:: DATA IN THIS EXERCISE ::

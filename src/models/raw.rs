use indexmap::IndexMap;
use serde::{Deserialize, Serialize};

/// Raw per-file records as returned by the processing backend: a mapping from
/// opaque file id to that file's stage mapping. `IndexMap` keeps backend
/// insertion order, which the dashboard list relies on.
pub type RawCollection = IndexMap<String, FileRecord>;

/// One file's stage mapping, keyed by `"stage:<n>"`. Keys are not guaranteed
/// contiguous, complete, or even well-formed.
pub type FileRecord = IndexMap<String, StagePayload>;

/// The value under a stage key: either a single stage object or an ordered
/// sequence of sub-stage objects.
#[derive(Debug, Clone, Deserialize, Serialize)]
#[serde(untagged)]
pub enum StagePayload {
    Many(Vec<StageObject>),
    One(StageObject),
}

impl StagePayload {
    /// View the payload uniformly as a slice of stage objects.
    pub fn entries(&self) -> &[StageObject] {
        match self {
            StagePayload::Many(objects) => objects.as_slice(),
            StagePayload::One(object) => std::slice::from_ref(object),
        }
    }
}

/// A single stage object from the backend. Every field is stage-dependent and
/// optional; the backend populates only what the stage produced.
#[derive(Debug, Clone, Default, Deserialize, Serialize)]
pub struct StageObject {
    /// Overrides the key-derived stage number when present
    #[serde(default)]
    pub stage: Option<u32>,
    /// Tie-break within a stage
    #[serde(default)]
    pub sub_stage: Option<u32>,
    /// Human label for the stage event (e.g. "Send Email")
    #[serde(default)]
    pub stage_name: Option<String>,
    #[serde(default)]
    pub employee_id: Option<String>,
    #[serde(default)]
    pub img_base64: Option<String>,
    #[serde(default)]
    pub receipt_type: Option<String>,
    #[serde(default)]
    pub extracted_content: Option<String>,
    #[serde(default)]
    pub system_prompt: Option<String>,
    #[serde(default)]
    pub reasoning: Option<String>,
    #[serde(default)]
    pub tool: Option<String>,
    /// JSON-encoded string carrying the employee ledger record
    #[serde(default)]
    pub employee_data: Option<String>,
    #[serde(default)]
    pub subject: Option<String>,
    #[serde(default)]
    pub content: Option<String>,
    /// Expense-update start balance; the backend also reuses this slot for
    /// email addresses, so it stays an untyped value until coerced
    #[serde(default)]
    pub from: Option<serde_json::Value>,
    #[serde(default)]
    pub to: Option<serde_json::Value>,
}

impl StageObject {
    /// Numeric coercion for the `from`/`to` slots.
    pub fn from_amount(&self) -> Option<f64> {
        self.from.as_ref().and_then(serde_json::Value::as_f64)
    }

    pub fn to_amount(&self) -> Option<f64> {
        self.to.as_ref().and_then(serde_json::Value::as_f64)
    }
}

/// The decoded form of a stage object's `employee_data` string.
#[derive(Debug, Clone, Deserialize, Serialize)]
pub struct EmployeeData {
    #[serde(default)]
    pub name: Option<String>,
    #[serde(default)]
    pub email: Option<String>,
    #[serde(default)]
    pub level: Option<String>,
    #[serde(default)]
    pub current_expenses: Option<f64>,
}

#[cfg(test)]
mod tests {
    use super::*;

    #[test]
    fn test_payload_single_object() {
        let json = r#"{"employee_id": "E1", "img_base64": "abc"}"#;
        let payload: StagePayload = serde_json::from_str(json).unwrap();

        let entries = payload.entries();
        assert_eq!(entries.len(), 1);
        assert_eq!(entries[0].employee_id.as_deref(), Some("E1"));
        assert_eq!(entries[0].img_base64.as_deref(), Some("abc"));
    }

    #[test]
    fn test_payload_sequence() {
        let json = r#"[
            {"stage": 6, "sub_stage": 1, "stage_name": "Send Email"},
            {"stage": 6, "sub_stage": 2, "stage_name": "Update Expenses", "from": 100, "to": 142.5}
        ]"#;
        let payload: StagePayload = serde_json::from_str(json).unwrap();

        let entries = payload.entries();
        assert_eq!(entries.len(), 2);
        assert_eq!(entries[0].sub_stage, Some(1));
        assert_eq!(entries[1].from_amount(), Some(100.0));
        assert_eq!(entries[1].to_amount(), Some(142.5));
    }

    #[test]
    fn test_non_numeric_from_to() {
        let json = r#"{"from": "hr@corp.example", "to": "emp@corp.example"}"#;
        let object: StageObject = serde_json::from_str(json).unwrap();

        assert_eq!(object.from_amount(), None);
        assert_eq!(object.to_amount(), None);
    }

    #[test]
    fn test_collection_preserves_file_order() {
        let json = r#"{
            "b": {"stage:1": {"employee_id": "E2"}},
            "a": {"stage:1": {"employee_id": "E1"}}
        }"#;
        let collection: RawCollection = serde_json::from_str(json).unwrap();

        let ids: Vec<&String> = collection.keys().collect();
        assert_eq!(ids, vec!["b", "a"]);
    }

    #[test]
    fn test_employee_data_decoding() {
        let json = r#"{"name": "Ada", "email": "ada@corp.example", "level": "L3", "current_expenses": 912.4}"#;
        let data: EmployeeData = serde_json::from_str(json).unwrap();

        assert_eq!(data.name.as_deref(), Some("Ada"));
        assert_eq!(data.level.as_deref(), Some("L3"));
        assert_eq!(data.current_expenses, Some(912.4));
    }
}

:::

▶ [WHAT TO PRODUCE]: Using the listing above, retype each line exactly.

▶ [RESPONSE]:
filename src/models/raw.rs
use indexmap::IndexMap;
use serde::{Deserialize, Serialize};

/// Raw per-file records as returned by the processing backend: a mapping from
/// opaque file id to that file's stage mapping. `IndexMap` keeps backend
/// insertion order, which the dashboard list relies on.
pub type RawCollection = IndexMap<String, FileRecord>;

/// One file's stage mapping, keyed by `"stage:<n>"`. Keys are not guaranteed
/// contiguous, complete, or even well-formed.
pub type FileRecord = IndexMap<String, StagePayload>;

/// The value under a stage key: either a single stage object or an ordered
/// sequence of sub-stage objects.
#[derive(Debug, Clone, Deserialize, Serialize)]
#[serde(untagged)]
pub enum StagePayload {
    Many(Vec<StageObject>),
    One(StageObject),
}

impl StagePayload {
    /// View the payload uniformly as a slice of stage objects.
    pub fn entries(&self) -> &[StageObject] {
        match self {
            StagePayload::Many(objects) => objects.as_slice(),
            StagePayload::One(object) => std::slice::from_ref(object),
        }
    }
}

/// A single stage object from the backend. Every field is stage-dependent and
/// optional; the backend populates only what the stage produced.
#[derive(Debug, Clone, Default, Deserialize, Serialize)]
pub struct StageObject {
    /// Overrides the key-derived stage number when present
    #[serde(default)]
    pub stage: Option<u32>,
    /// Tie-break within a stage
    #[serde(default)]
    pub sub_stage: Option<u32>,
    /// Human label for the stage event (e.g. "Send Email")
    #[serde(default)]
    pub stage_name: Option<String>,
    #[serde(default)]
    pub employee_id: Option<String>,
    #[serde(default)]
    pub img_base64: Option<String>,
    #[serde(default)]
    pub receipt_type: Option<String>,
    #[serde(default)]
    pub extracted_content: Option<String>,
    #[serde(default)]
    pub system_prompt: Option<String>,
    #[serde(default)]
    pub reasoning: Option<String>,
    #[serde(default)]
    pub tool: Option<String>,
    /// JSON-encoded string carrying the employee ledger record
    #[serde(default)]
    pub employee_data: Option<String>,
    #[serde(default)]
    pub subject: Option<String>,
    #[serde(default)]
    pub content: Option<String>,
    /// Expense-update start balance; the backend also reuses this slot for
    /// email addresses, so it stays an untyped value until coerced
    #[serde(default)]
    pub from: Option<serde_json::Value>,
    #[serde(default)]
    pub to: Option<serde_json::Value>,
}

impl StageObject {
    /// Numeric coercion for the `from`/`to` slots.
    pub fn from_amount(&self) -> Option<f64> {
        self.from.as_ref().and_then(serde_json::Value::as_f64)
    }

    pub fn to_amount(&self) -> Option<f64> {
        self.to.as_ref().and_then(serde_json::Value::as_f64)
    }
}

/// The decoded form of a stage object's `employee_data` string.
#[derive(Debug, Clone, Deserialize, Serialize)]
pub struct EmployeeData {
    #[serde(default)]
    pub name: Option<String>,
    #[serde(default)]
    pub email: Option<String>,
    #[serde(default)]
    pub level: Option<String>,
    #[serde(default)]
    pub current_expenses: Option<f64>,
}

#[cfg(test)]
mod tests {
    use super::*;

    #[test]
    fn test_payload_single_object() {
        let json = r#"{"employee_id": "E1", "img_base64": "abc"}"#;
        let payload: StagePayload = serde_json::from_str(json).unwrap();

        let entries = payload.entries();
        assert_eq!(entries.len(), 1);
        assert_eq!(entries[0].employee_id.as_deref(), Some("E1"));
        assert_eq!(entries[0].img_base64.as_deref(), Some("abc"));
    }

    #[test]
    fn test_payload_sequence() {
        let json = r#"[
            {"stage": 6, "sub_stage": 1, "stage_name": "Send Email"},
            {"stage": 6, "sub_stage": 2, "stage_name": "Update Expenses", "from": 100, "to": 142.5}
        ]"#;
        let payload: StagePayload = serde_json::from_str(json).unwrap();

        let entries = payload.entries();
        assert_eq!(entries.len(), 2);
        assert_eq!(entries[0].sub_stage, Some(1));
        assert_eq!(entries[1].from_amount(), Some(100.0));
        assert_eq!(entries[1].to_amount(), Some(142.5));
    }

    #[test]
    fn test_non_numeric_from_to() {
        let json = r#"{"from": "hr@corp.example", "to": "emp@corp.example"}"#;
        let object: StageObject = serde_json::from_str(json).unwrap();

        assert_eq!(object.from_amount(), None);
        assert_eq!(object.to_amount(), None);
    }

    #[test]
    fn test_collection_preserves_file_order() {
        let json = r#"{
            "b": {"stage:1": {"employee_id": "E2"}},
            "a": {"stage:1": {"employee_id": "E1"}}
        }"#;
        let collection: RawCollection = serde_json::from_str(json).unwrap();

        let ids: Vec<&String> = collection.keys().collect();
        assert_eq!(ids, vec!["b", "a"]);
    }

    #[test]
    fn test_employee_data_decoding() {
        let json = r#"{"name": "Ada", "email": "ada@corp.example", "level": "L3", "current_expenses": 912.4}"#;
        let data: EmployeeData = serde_json::from_str(json).unwrap();

        assert_eq!(data.name.as_deref(), Some("Ada"));
        assert_eq!(data.level.as_deref(), Some("L3"));
        assert_eq!(data.current_expenses, Some(912.4));
    }
}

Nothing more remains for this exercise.